- Problem to solve
Please repeat the data exactly, leaving nothing out.

━━ Records to use ━━

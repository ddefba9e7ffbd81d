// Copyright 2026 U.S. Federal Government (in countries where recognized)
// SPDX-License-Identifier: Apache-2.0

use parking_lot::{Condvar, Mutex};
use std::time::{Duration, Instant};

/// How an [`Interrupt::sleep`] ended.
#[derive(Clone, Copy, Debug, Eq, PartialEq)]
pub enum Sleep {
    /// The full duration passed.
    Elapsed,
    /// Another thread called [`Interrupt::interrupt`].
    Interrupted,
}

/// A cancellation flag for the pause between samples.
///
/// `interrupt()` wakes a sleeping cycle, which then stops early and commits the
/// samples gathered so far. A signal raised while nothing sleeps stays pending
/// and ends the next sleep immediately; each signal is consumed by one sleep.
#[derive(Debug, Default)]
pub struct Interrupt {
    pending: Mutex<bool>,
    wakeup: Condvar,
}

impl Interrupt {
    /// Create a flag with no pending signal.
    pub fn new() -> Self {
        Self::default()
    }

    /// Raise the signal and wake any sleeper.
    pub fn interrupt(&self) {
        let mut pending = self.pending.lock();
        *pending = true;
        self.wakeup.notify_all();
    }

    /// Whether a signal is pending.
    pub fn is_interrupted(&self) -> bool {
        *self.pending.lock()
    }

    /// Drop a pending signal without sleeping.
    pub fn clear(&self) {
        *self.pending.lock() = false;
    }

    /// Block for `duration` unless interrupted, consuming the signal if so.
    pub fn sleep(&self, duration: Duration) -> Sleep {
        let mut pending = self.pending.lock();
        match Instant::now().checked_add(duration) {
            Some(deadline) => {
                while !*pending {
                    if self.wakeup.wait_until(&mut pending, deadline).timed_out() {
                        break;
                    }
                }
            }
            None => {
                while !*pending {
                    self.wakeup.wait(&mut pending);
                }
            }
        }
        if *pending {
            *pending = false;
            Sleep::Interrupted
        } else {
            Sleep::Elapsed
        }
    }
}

━━━

- Finished exercise
repository ddefba9e7ffbd81d
// Copyright 2026 U.S. Federal Government (in countries where recognized)
// SPDX-License-Identifier: Apache-2.0

use parking_lot::{Condvar, Mutex};
use std::time::{Duration, Instant};

/// How an [`Interrupt::sleep`] ended.
#[derive(Clone, Copy, Debug, Eq, PartialEq)]
pub enum Sleep {
    /// The full duration passed.
    Elapsed,
    /// Another thread called [`Interrupt::interrupt`].
    Interrupted,
}

/// A cancellation flag for the pause between samples.
///
/// `interrupt()` wakes a sleeping cycle, which then stops early and commits the
/// samples gathered so far. A signal raised while nothing sleeps stays pending
/// and ends the next sleep immediately; each signal is consumed by one sleep.
#[derive(Debug, Default)]
pub struct Interrupt {
    pending: Mutex<bool>,
    wakeup: Condvar,
}

impl Interrupt {
    /// Create a flag with no pending signal.
    pub fn new() -> Self {
        Self::default()
    }

    /// Raise the signal and wake any sleeper.
    pub fn interrupt(&self) {
        let mut pending = self.pending.lock();
        *pending = true;
        self.wakeup.notify_all();
    }

    /// Whether a signal is pending.
    pub fn is_interrupted(&self) -> bool {
        *self.pending.lock()
    }

    /// Drop a pending signal without sleeping.
    pub fn clear(&self) {
        *self.pending.lock() = false;
    }

    /// Block for `duration` unless interrupted, consuming the signal if so.
    pub fn sleep(&self, duration: Duration) -> Sleep {
        let mut pending = self.pending.lock();
        match Instant::now().checked_add(duration) {
            Some(deadline) => {
                while !*pending {
                    if self.wakeup.wait_until(&mut pending, deadline).timed_out() {
                        break;
                    }
                }
            }
            None => {
                while !*pending {
                    self.wakeup.wait(&mut pending);
                }
            }
        }
        if *pending {
            *pending = false;
            Sleep::Interrupted
        } else {
            Sleep::Elapsed
        }
    }
}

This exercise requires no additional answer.